● ASSIGNMENT
Quote exactly the lines from the start of the entries to the one with "pub fn is_blank(&self)", both ends included.

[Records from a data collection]

//! Staff Model (Personnel)

use serde::{Deserialize, Serialize};
use std::borrow::Cow;
use std::fmt;

use crate::RecordId;
use crate::error::{ValidationError, ValidationResult};
use crate::search::Searchable;
use crate::util::{parse_int, required};

/// Staff member (password is never read back)
#[derive(Debug, Clone, PartialEq, Serialize, Deserialize)]
pub struct Staff {
    #[serde(rename = "id_personnel")]
    pub id: RecordId,
    #[serde(rename = "prenom", default)]
    pub first_name: String,
    #[serde(rename = "nom", default)]
    pub last_name: String,
    #[serde(default)]
    pub age: Option<u32>,
    #[serde(rename = "poste", default)]
    pub job_title: String,
    #[serde(default)]
    pub email: String,
    #[serde(rename = "telephone", default)]
    pub phone: String,
    /// Assigned table references
    #[serde(rename = "tables", default)]
    pub table_ids: Vec<RecordId>,
}

impl Staff {
    pub fn full_name(&self) -> String {
        format!("{} {}", self.first_name, self.last_name)
    }
}

impl Searchable for Staff {
    fn search_fields(&self) -> Vec<Cow<'_, str>> {
        vec![Cow::Owned(self.full_name()), Cow::Borrowed(&self.job_title)]
    }
}

/// Write-only credential.
///
/// Serializes to the plain value for the sign-up request only; `Debug` and
/// `Display` are redacted so it never lands in a log line.
#[derive(Clone, Default, PartialEq, Eq, Serialize)]
#[serde(transparent)]
pub struct Password(String);

impl Password {
    pub fn new(value: impl Into<String>) -> Self {
        Self(value.into())
    }

    pub fn is_blank(&self) -> bool {
        self.0.trim().is_empty()
    }
}

impl fmt::Debug for Password {
    fn fmt(&self, f: &mut fmt::Formatter<'_>) -> fmt::Result {
        f.write_str("Password(***)")
    }
}

impl fmt::Display for Password {
    fn fmt(&self, f: &mut fmt::Formatter<'_>) -> fmt::Result {
        f.write_str("***")
    }
}

/// Staff sign-up form as typed by the manager
#[derive(Debug, Clone, Default)]
pub struct StaffForm {
    pub first_name: String,
    pub last_name: String,
    pub age: String,
    pub job_title: String,
    pub email: String,
    pub phone: String,
    pub password: Password,
    pub table_ids: Vec<RecordId>,
}

impl StaffForm {
    /// First name, last name, job title and password are required
    pub fn validate(&self) -> ValidationResult<StaffCreate> {
        let first_name = required("first name", &self.first_name)?;
        let last_name = required("last name", &self.last_name)?;
        let job_title = required("job title", &self.job_title)?;
        if self.password.is_blank() {
            return Err(ValidationError::missing("password"));
        }
        let age = if self.age.trim().is_empty() {
            None
        } else {
            let age = parse_int("age", &self.age)?;
            let age = u32::try_from(age)
                .map_err(|_| ValidationError::out_of_range("age", "must not be negative"))?;
            Some(age)
        };

        Ok(StaffCreate {
            first_name,
            last_name,
            age,
            job_title,
            email: self.email.trim().to_string(),
            phone: self.phone.trim().to_string(),
            password: self.password.clone(),
            table_ids: self.table_ids.clone(),
        })
    }
}

/// Staff sign-up payload
#[derive(Debug, Clone, PartialEq, Serialize)]
pub struct StaffCreate {
    #[serde(rename = "prenom")]
    pub first_name: String,
    #[serde(rename = "nom")]
    pub last_name: String,
    #[serde(skip_serializing_if = "Option::is_none")]
    pub age: Option<u32>,
    #[serde(rename = "poste")]
    pub job_title: String,
    pub email: String,
    #[serde(rename = "telephone")]
    pub phone: String,
    #[serde(rename = "mot_de_passe")]
    pub password: Password,
    #[serde(rename = "tables")]
    pub table_ids: Vec<RecordId>,
}

/// Table reassignment payload for a waiter
#[derive(Debug, Clone, Copy, PartialEq, Eq, Serialize, Deserialize)]
pub struct TableAssignment {
    #[serde(rename = "id_table")]
    pub table_id: RecordId,
}

impl TableAssignment {
    pub fn new(table_id: RecordId) -> Self {
        Self { table_id }
    }
}
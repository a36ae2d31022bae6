//! Plain-text rendering of console screens

use chrono::{DateTime, Utc};
use gerant_client::ConsoleLayout;
use shared::{Dish, HealthAlert, Ingredient, Promotion, Reservation, Staff};

pub fn header(layout: &ConsoleLayout, count: usize) -> String {
    let title = format!("{} ({count})", layout.screen);
    let rule = "-".repeat(usize::from(layout.sidebar_width / 8).max(title.len()));
    format!("{title}\n{rule}")
}

pub fn health_alert(alert: &HealthAlert) -> String {
    if alert.description.is_empty() {
        format!("#{:<5} {}", alert.id, alert.name)
    } else {
        format!("#{:<5} {} - {}", alert.id, alert.name, alert.description)
    }
}

pub fn dish(dish: &Dish) -> String {
    let rating = dish
        .rating
        .map(|r| format!("  {r:.1}/5"))
        .unwrap_or_default();
    format!(
        "#{:<5} {:<24} {:>10}  {} kcal  [{}]  {} orders{rating}",
        dish.id,
        dish.name,
        dish.price_label(),
        dish.calories,
        dish.category,
        dish.orders
    )
}

pub fn ingredient(ingredient: &Ingredient) -> String {
    format!(
        "#{:<5} {:<24} {:>6}  {}",
        ingredient.id,
        ingredient.name,
        ingredient.quantity,
        ingredient.category_label()
    )
}

pub fn promotion(promotion: &Promotion) -> String {
    let dishes = if promotion.dish_ids.is_empty() {
        String::new()
    } else {
        let ids: Vec<String> = promotion.dish_ids.iter().map(ToString::to_string).collect();
        format!("  dishes: {}", ids.join(", "))
    };
    format!(
        "{:<16} {:<8} {}{dishes}",
        promotion.display_name(),
        promotion.discount_label(),
        promotion.period_label()
    )
}

pub fn staff(member: &Staff) -> String {
    let tables = if member.table_ids.is_empty() {
        "-".to_string()
    } else {
        member
            .table_ids
            .iter()
            .map(ToString::to_string)
            .collect::<Vec<_>>()
            .join(", ")
    };
    format!(
        "#{:<5} {:<24} {:<12} {}  tables: {tables}",
        member.id,
        member.full_name(),
        member.job_title,
        member.email
    )
}

pub fn reservation(reservation: &Reservation, now: DateTime<Utc>) -> String {
    let window = match (reservation.start, reservation.end) {
        (Some(start), Some(end)) => format!(
            "{} - {}",
            start.format("%d %b %Y, %H:%M"),
            end.format("%H:%M")
        ),
        _ => "no time window".to_string(),
    };
    let duration = reservation
        .duration_label()
        .map(|d| format!(" ({d})"))
        .unwrap_or_default();
    format!(
        "#{:<5} {:<10} table {:<3} {} guests  client #{}  {window}{duration}",
        reservation.id,
        reservation.status_at(now).label(),
        reservation.table_id,
        reservation.person_count,
        reservation.client_id
    )
}
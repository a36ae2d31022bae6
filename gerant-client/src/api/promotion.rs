//! Promotion API (`/Gerant_offre`)

use async_trait::async_trait;
use serde_json::Value;
use shared::{Promotion, PromotionDishLink, PromotionForm, RecordId, ValidationError};

use crate::envelope::decode_one;
use crate::error::ClientResult;
use crate::http::{HttpClient, NetworkHttpClient};
use crate::resource::{
    CreateResource, DeleteResource, ListResource, UpdateResource, fetch_list, fetch_one,
};

const PATH: &str = "Gerant_offre";
const DISH_LINK_PATH: &str = "Gerant_offre_inplat";

pub struct PromotionApi<H: HttpClient = NetworkHttpClient> {
    http: H,
}

impl<H: HttpClient> PromotionApi<H> {
    pub fn new(http: H) -> Self {
        Self { http }
    }
}

impl<H: HttpClient + 'static> PromotionApi<H> {
    pub async fn attach_to_dish(&self, promotion_id: RecordId, dish_id: RecordId) -> ClientResult<()> {
        let link = PromotionDishLink {
            promotion_id,
            dish_id,
        };
        let _: Value = self.http.post(DISH_LINK_PATH, &link).await?;
        tracing::debug!(promotion_id, dish_id, "Promotion attached to dish");
        Ok(())
    }

    /// Create a promotion and attach it to each dish in order.
    ///
    /// Stops at the first failed attachment; the promotion and any earlier
    /// attachments stay on the backend.
    pub async fn create_for_dishes(
        &self,
        form: &PromotionForm,
        dish_ids: &[RecordId],
    ) -> ClientResult<Promotion> {
        if dish_ids.is_empty() {
            return Err(ValidationError::empty("dish").into());
        }
        let mut promotion = self.create(form).await?;
        for &dish_id in dish_ids {
            self.attach_to_dish(promotion.id, dish_id).await?;
            promotion.dish_ids.push(dish_id);
        }
        tracing::info!(
            id = promotion.id,
            dishes = dish_ids.len(),
            "Promotion attached to dishes"
        );
        Ok(promotion)
    }
}

#[async_trait]
impl<H: HttpClient + 'static> ListResource for PromotionApi<H> {
    type Record = Promotion;

    const NAME: &'static str = "promotion";

    async fn list(&self) -> ClientResult<Vec<Promotion>> {
        fetch_list(&self.http, Self::NAME, PATH, "offres").await
    }

    async fn get(&self, id: RecordId) -> ClientResult<Promotion> {
        fetch_one(&self.http, &format!("{PATH}/{id}"), "offre").await
    }
}

#[async_trait]
impl<H: HttpClient + 'static> CreateResource for PromotionApi<H> {
    type Form = PromotionForm;
    type Created = Promotion;

    async fn create(&self, form: &PromotionForm) -> ClientResult<Promotion> {
        let payload = form.validate()?;
        let body: Value = self.http.post(PATH, &payload).await?;
        let created: Promotion = decode_one(body, "offre")?;
        tracing::info!(id = created.id, reduction = payload.reduction, "Promotion created");
        Ok(created)
    }
}

#[async_trait]
impl<H: HttpClient + 'static> UpdateResource for PromotionApi<H> {
    type Update = PromotionForm;

    async fn update(&self, id: RecordId, form: &PromotionForm) -> ClientResult<()> {
        let payload = form.validate()?;
        let _: Value = self.http.patch(&format!("{PATH}/{id}"), &payload).await?;
        tracing::info!(id, reduction = payload.reduction, "Promotion updated");
        Ok(())
    }
}

#[async_trait]
impl<H: HttpClient + 'static> DeleteResource for PromotionApi<H> {
    async fn delete(&self, id: RecordId) -> ClientResult<()> {
        let _: Value = self.http.delete(&format!("{PATH}/{id}")).await?;
        tracing::info!(id, "Promotion deleted");
        Ok(())
    }
}
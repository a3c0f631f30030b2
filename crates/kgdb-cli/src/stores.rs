//! Opens the named store files a data directory holds: one `entity`
//! store (interner + graph columns), one `labels` store, and a
//! `deletes` store per `(lang, max_distance, prefix_len)` tuning.

use kgdb_core::Result;
use kgdb_graph::domain::graph_schema;
use kgdb_interner::interner_schema;
use kgdb_labels::{label_schema, symdelete_schema};
use kgdb_storage::{KVStore, Schema, StoreConfig};
use std::path::{Path, PathBuf};

fn store_config(dir: &Path, name: &str, readonly: bool) -> StoreConfig {
    StoreConfig::new(dir.join(name)).with_readonly(readonly)
}

/// Open (creating if absent) the combined interner+graph store at
/// `<data_dir>/entity`.
///
/// # Errors
///
/// Propagates storage faults.
pub fn open_entity_store(data_dir: &Path, readonly: bool) -> Result<KVStore> {
    let mut schema = interner_schema();
    for column in graph_schema().columns() {
        schema = schema.with_column(column.clone());
    }
    KVStore::open(store_config(data_dir, "entity", readonly), schema)
}

/// Open (creating if absent) the label vocabulary store at
/// `<data_dir>/labels`.
///
/// # Errors
///
/// Propagates storage faults.
pub fn open_labels_store(data_dir: &Path, readonly: bool) -> Result<KVStore> {
    KVStore::open(store_config(data_dir, "labels", readonly), label_schema())
}

/// The on-disk directory name for a `(lang, max_distance, prefix_len)`
/// deletes store.
#[must_use]
pub fn deletes_store_name(lang: &str, max_distance: usize, prefix_len: usize) -> String {
    format!("deletes_{lang}_{max_distance}_{prefix_len}")
}

/// Open (creating if absent) a deletes store at
/// `<data_dir>/deletes_<lang>_<max_distance>_<prefix_len>`.
///
/// # Errors
///
/// Propagates storage faults.
pub fn open_deletes_store(
    data_dir: &Path,
    lang: &str,
    max_distance: usize,
    prefix_len: usize,
    readonly: bool,
) -> Result<KVStore> {
    let name = deletes_store_name(lang, max_distance, prefix_len);
    KVStore::open(store_config(data_dir, &name, readonly), symdelete_schema())
}

/// Resolve the `--store` argument of `compact` to its on-disk
/// directory and declared [`Schema`].
///
/// # Errors
///
/// Returns [`kgdb_core::Error::InvalidInput`] for an unrecognized
/// store name.
pub fn resolve_store(data_dir: &Path, store: &str) -> Result<(PathBuf, Schema)> {
    if store == "entity" {
        let mut schema = interner_schema();
        for column in graph_schema().columns() {
            schema = schema.with_column(column.clone());
        }
        return Ok((data_dir.join("entity"), schema));
    }
    if store == "labels" {
        return Ok((data_dir.join("labels"), label_schema()));
    }
    if let Some(rest) = store.strip_prefix("deletes:") {
        let parts: Vec<&str> = rest.split(':').collect();
        let [lang, max_distance, prefix_len] = parts[..] else {
            return Err(kgdb_core::Error::InvalidInput(format!(
                "expected deletes:<lang>:<max_distance>:<prefix_len>, got {store}"
            )));
        };
        let max_distance: usize = max_distance
            .parse()
            .map_err(|_| kgdb_core::Error::InvalidInput(format!("bad max_distance in {store}")))?;
        let prefix_len: usize = prefix_len
            .parse()
            .map_err(|_| kgdb_core::Error::InvalidInput(format!("bad prefix_len in {store}")))?;
        let name = deletes_store_name(lang, max_distance, prefix_len);
        return Ok((data_dir.join(name), symdelete_schema()));
    }
    Err(kgdb_core::Error::InvalidInput(format!("unknown store: {store}")))
}

#[cfg(test)]
mod tests {
    use super::*;

    #[test]
    fn deletes_store_name_is_lang_distance_prefix() {
        assert_eq!(deletes_store_name("en", 4, 10), "deletes_en_4_10");
    }

    #[test]
    fn resolve_store_recognizes_entity_and_labels() {
        let dir = std::path::Path::new("/data");
        let (path, _) = resolve_store(dir, "entity").unwrap();
        assert_eq!(path, dir.join("entity"));
        let (path, _) = resolve_store(dir, "labels").unwrap();
        assert_eq!(path, dir.join("labels"));
    }

    #[test]
    fn resolve_store_parses_deletes_spec() {
        let dir = std::path::Path::new("/data");
        let (path, _) = resolve_store(dir, "deletes:en:4:10").unwrap();
        assert_eq!(path, dir.join("deletes_en_4_10"));
    }

    #[test]
    fn resolve_store_rejects_malformed_deletes_spec() {
        let dir = std::path::Path::new("/data");
        assert!(resolve_store(dir, "deletes:en:4").is_err());
        assert!(resolve_store(dir, "deletes:en:four:10").is_err());
    }

    #[test]
    fn resolve_store_rejects_unknown_name() {
        let dir = std::path::Path::new("/data");
        assert!(resolve_store(dir, "bogus").is_err());
    }
}
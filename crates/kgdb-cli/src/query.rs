//! `query entity` and `query boolean` (§6): wire `SearchFusion` and
//! `kgdb_invindex::evaluate` over the already-built entity/labels/
//! deletes stores.

use crate::stores::{open_deletes_store, open_entity_store, open_labels_store};
use kgdb_core::{Error, Lid, Result};
use kgdb_graph::GraphStore;
use kgdb_interner::IdInterner;
use kgdb_invindex::{evaluate, BoolOp, Predicate};
use kgdb_labels::{LabelIndex, SymDeleteIndex};
use kgdb_search::{NoTextIndex, SearchFusion, SearchMode};
use std::path::Path;

/// `query entity <text>`: resolve a search-box query to ranked
/// `(qid, score)` pairs.
///
/// `fuzzy_tuning` is the `max_distance:prefix_len` pair identifying
/// which `deletes` store to attach; a missing store degrades to a
/// fuzzy-less (text/prior only) search rather than failing, matching
/// `SearchFusion`'s `None`-symdelete mode.
///
/// # Errors
///
/// Propagates storage faults, or [`Error::InvalidInput`] for a
/// malformed `--mode`/`--fuzzy-tuning`.
#[allow(clippy::too_many_arguments)]
pub fn run_entity(
    data_dir: &Path,
    text: &str,
    lang: &str,
    mode: &str,
    limit: usize,
    fuzzy_tuning: &str,
) -> Result<Vec<(String, f64)>> {
    let mode = SearchMode::from_flag(mode)
        .ok_or_else(|| Error::InvalidInput(format!("unknown query mode: {mode}")))?;
    let (max_distance, prefix_len) = parse_fuzzy_tuning(fuzzy_tuning)?;

    let entity_store = open_entity_store(data_dir, true)?;
    let interner = IdInterner::open(&entity_store)?;
    let graph = GraphStore::new(&entity_store, &interner);
    let labels_store = open_labels_store(data_dir, true)?;
    let labels = LabelIndex::open(&labels_store)?;

    let deletes_store = open_deletes_store(data_dir, lang, max_distance, prefix_len, true).ok();
    let symdelete = deletes_store
        .as_ref()
        .map(|store| SymDeleteIndex::open(store, kgdb_labels::SymDeleteConfig { prefix_len, max_distance }));

    let text_index = NoTextIndex;
    let fusion = SearchFusion::new(&graph, &interner, &labels, symdelete.as_ref(), &text_index);
    fusion.search(text, lang, mode, limit)
}

fn parse_fuzzy_tuning(spec: &str) -> Result<(usize, usize)> {
    let (max_distance, prefix_len) = spec
        .split_once(':')
        .ok_or_else(|| Error::InvalidInput(format!("expected max_distance:prefix_len, got {spec}")))?;
    let max_distance: usize = max_distance
        .parse()
        .map_err(|_| Error::InvalidInput(format!("bad max_distance in {spec}")))?;
    let prefix_len: usize = prefix_len
        .parse()
        .map_err(|_| Error::InvalidInput(format!("bad prefix_len in {spec}")))?;
    Ok((max_distance, prefix_len))
}

/// `query boolean <predicates...>`: evaluate a `[+-=]P=Q` predicate
/// list against the inverted claim index.
///
/// # Errors
///
/// Returns [`Error::InvalidInput`] for a malformed predicate string or
/// an unresolvable `P`/`Q`; otherwise propagates storage faults.
pub fn run_boolean(data_dir: &Path, predicate_strings: &[String]) -> Result<Vec<String>> {
    let entity_store = open_entity_store(data_dir, true)?;
    let interner = IdInterner::open(&entity_store)?;
    let graph = GraphStore::new(&entity_store, &interner);

    let mut predicates = Vec::with_capacity(predicate_strings.len());
    for raw in predicate_strings {
        predicates.push(parse_predicate(&interner, raw)?);
    }

    let bitmap = evaluate(&graph, &predicates)?;
    let mut qids = Vec::with_capacity(bitmap.len() as usize);
    for raw_lid in bitmap {
        qids.push(interner.lookup_by_lid(Lid::new(raw_lid))?);
    }
    qids.sort();
    Ok(qids)
}

fn parse_predicate(interner: &IdInterner<'_>, raw: &str) -> Result<Predicate> {
    let mut chars = raw.chars();
    let op = match chars.next() {
        Some('+') => BoolOp::And,
        Some('-') => BoolOp::Or,
        Some('=') => BoolOp::Not,
        _ => return Err(Error::InvalidInput(format!("predicate must start with [+-=]: {raw}"))),
    };
    let rest = chars.as_str();
    let (prop, object) = rest
        .split_once('=')
        .ok_or_else(|| Error::InvalidInput(format!("predicate must be [+-=]P=Q: {raw}")))?;
    if prop.is_empty() || object.is_empty() {
        return Err(Error::InvalidInput(format!("predicate must be [+-=]P=Q: {raw}")));
    }
    let prop_lid = interner.lookup_by_id(prop).map_err(|_| Error::InvalidInput(format!("unknown property: {prop}")))?;
    let object_lid =
        interner.lookup_by_id(object).map_err(|_| Error::InvalidInput(format!("unknown entity: {object}")))?;
    Ok(Predicate { op, object: object_lid, prop: Some(prop_lid) })
}

#[cfg(test)]
mod tests {
    use super::*;
    use kgdb_interner::interner_schema;
    use kgdb_storage::{KVStore, StoreConfig};

    fn open_test_interner(dir: &std::path::Path) -> KVStore {
        KVStore::open(StoreConfig::new(dir), interner_schema()).unwrap()
    }

    #[test]
    fn fuzzy_tuning_parses_max_distance_and_prefix_len() {
        assert_eq!(parse_fuzzy_tuning("4:10").unwrap(), (4, 10));
    }

    #[test]
    fn fuzzy_tuning_rejects_missing_colon() {
        assert!(parse_fuzzy_tuning("410").is_err());
    }

    #[test]
    fn fuzzy_tuning_rejects_non_numeric_parts() {
        assert!(parse_fuzzy_tuning("four:ten").is_err());
    }

    #[test]
    fn predicate_symbols_map_to_and_or_not() {
        let dir = tempfile::tempdir().unwrap();
        let store = open_test_interner(dir.path());
        let interner = IdInterner::open(&store).unwrap();
        interner.get_or_create("P31").unwrap();
        interner.get_or_create("Q5").unwrap();

        assert_eq!(parse_predicate(&interner, "+P31=Q5").unwrap().op, BoolOp::And);
        assert_eq!(parse_predicate(&interner, "-P31=Q5").unwrap().op, BoolOp::Or);
        assert_eq!(parse_predicate(&interner, "=P31=Q5").unwrap().op, BoolOp::Not);
    }

    #[test]
    fn predicate_rejects_unknown_leading_symbol() {
        let dir = tempfile::tempdir().unwrap();
        let store = open_test_interner(dir.path());
        let interner = IdInterner::open(&store).unwrap();
        assert!(parse_predicate(&interner, "*P31=Q5").is_err());
    }

    #[test]
    fn predicate_rejects_missing_equals_separator() {
        let dir = tempfile::tempdir().unwrap();
        let store = open_test_interner(dir.path());
        let interner = IdInterner::open(&store).unwrap();
        assert!(parse_predicate(&interner, "+P31Q5").is_err());
    }
}
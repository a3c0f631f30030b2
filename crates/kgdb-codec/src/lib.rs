//! Key and value encodings for kgdb's columnar store.
//!
//! Keys are plain byte strings; the store never interprets them beyond
//! ordering and prefix matching. This crate owns the handful of byte
//! shapes every column agrees on: fixed-width integer keys, composite
//! (tuple-of-LID) keys, and the small family of value encodings a
//! schema entry can select (`OBJ`, `INT_NUMPY`, `INT_BITMAP`, `BYTES`).

pub mod compress;
pub mod key;
pub mod value_codec;

pub use compress::{compress_frame, decompress_frame};
pub use key::{composite_key, composite_key_prefix, split_composite_key, KeyError, SENTINEL};
pub use value_codec::{ColumnValue, ValueCodec, ValueCodecError, ValueEncoding};
//! Shared error model.
//!
//! `NotFound` and `InvalidInput` are not raised on the read path — they
//! are folded into absent results by callers. Only I/O and capacity
//! faults are meant to surface as `Err`; the variants exist so that
//! ingestion loops and query planners can report *why* a lookup came
//! back empty without resorting to exceptions.

use thiserror::Error;

/// Result type alias used throughout kgdb.
pub type Result<T> = std::result::Result<T, Error>;

/// Unified error type for kgdb's storage and search substrate.
#[derive(Debug, Error)]
pub enum Error {
    /// The requested key, LID, or id does not exist. Returned as an
    /// empty/absent value by the public read API rather than raised;
    /// kept as a variant so internal layers can distinguish "no row"
    /// from "row present but undecodable".
    #[error("not found: {0}")]
    NotFound(String),

    /// Malformed input: an id that doesn't match the QID/PID pattern,
    /// an empty query string, a non-numeric LID.
    #[error("invalid input: {0}")]
    InvalidInput(String),

    /// A stored value could not be deserialized under its column's
    /// declared encoding. Fatal for the query, not for the store.
    #[error("decode error in column {column}: {reason}")]
    DecodeError {
        /// Column the failing value was read from.
        column: String,
        /// Decoder-reported reason.
        reason: String,
    },

    /// The backing mmap could not grow to satisfy a write after one
    /// retry at `+5GiB`.
    #[error("capacity exceeded: {0}")]
    CapacityError(String),

    /// Underlying file/mmap I/O error.
    #[error("I/O error: {0}")]
    IoError(#[from] std::io::Error),

    /// The external BM25 text index was unreachable. `SearchFusion`
    /// degrades to the fuzzy/prior-only branch when this occurs; it is
    /// still surfaced so callers can log a warning.
    #[error("external text index unavailable: {0}")]
    ExternalServiceError(String),
}

impl Error {
    /// True for faults that a caller may retry (capacity growth, I/O
    /// hiccups); false for faults whose retry would just repeat them.
    #[must_use]
    pub fn is_retryable(&self) -> bool {
        matches!(self, Error::CapacityError(_) | Error::IoError(_))
    }

    /// True for the two "read miss" variants that the domain API
    /// converts into empty results instead of propagating.
    #[must_use]
    pub fn is_absent(&self) -> bool {
        matches!(self, Error::NotFound(_) | Error::InvalidInput(_))
    }
}

#[cfg(test)]
mod tests {
    use super::*;

    #[test]
    fn not_found_is_absent_not_retryable() {
        let err = Error::NotFound("Q999999".into());
        assert!(err.is_absent());
        assert!(!err.is_retryable());
    }

    #[test]
    fn capacity_error_is_retryable() {
        let err = Error::CapacityError("map full after retry".into());
        assert!(err.is_retryable());
        assert!(!err.is_absent());
    }

    #[test]
    fn decode_error_display_includes_column() {
        let err = Error::DecodeError {
            column: "CLAIMS_ENT".into(),
            reason: "bad msgpack header".into(),
        };
        let msg = err.to_string();
        assert!(msg.contains("CLAIMS_ENT"));
        assert!(msg.contains("bad msgpack header"));
    }

    #[test]
    fn io_error_converts_via_from() {
        let io = std::io::Error::new(std::io::ErrorKind::NotFound, "gone");
        let err: Error = io.into();
        assert!(matches!(err, Error::IoError(_)));
        assert!(err.is_retryable());
    }
}
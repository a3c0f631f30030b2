//! Inverted claim index (`CLAIMS_ENT_INV`) builder and the Boolean
//! `AND`/`OR`/`NOT` query planner built on top of it.

#![warn(missing_docs)]

pub mod builder;
pub mod query;

pub use builder::build_inverted_index;
pub use query::{evaluate, BoolOp, Predicate};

● RESPONSE BELOW
//! Staff Model (Personnel)

use serde::{Deserialize, Serialize};
use std::borrow::Cow;
use std::fmt;

use crate::RecordId;
use crate::error::{ValidationError, ValidationResult};
use crate::search::Searchable;
use crate::util::{parse_int, required};

/// Staff member (password is never read back)
#[derive(Debug, Clone, PartialEq, Serialize, Deserialize)]
pub struct Staff {
    #[serde(rename = "id_personnel")]
    pub id: RecordId,
    #[serde(rename = "prenom", default)]
    pub first_name: String,
    #[serde(rename = "nom", default)]
    pub last_name: String,
    #[serde(default)]
    pub age: Option<u32>,
    #[serde(rename = "poste", default)]
    pub job_title: String,
    #[serde(default)]
    pub email: String,
    #[serde(rename = "telephone", default)]
    pub phone: String,
    /// Assigned table references
    #[serde(rename = "tables", default)]
    pub table_ids: Vec<RecordId>,
}

impl Staff {
    pub fn full_name(&self) -> String {
        format!("{} {}", self.first_name, self.last_name)
    }
}

impl Searchable for Staff {
    fn search_fields(&self) -> Vec<Cow<'_, str>> {
        vec![Cow::Owned(self.full_name()), Cow::Borrowed(&self.job_title)]
    }
}

/// Write-only credential.
///
/// Serializes to the plain value for the sign-up request only; `Debug` and
/// `Display` are redacted so it never lands in a log line.
#[derive(Clone, Default, PartialEq, Eq, Serialize)]
#[serde(transparent)]
pub struct Password(String);

impl Password {
    pub fn new(value: impl Into<String>) -> Self {
        Self(value.into())
    }

    pub fn is_blank(&self) -> bool {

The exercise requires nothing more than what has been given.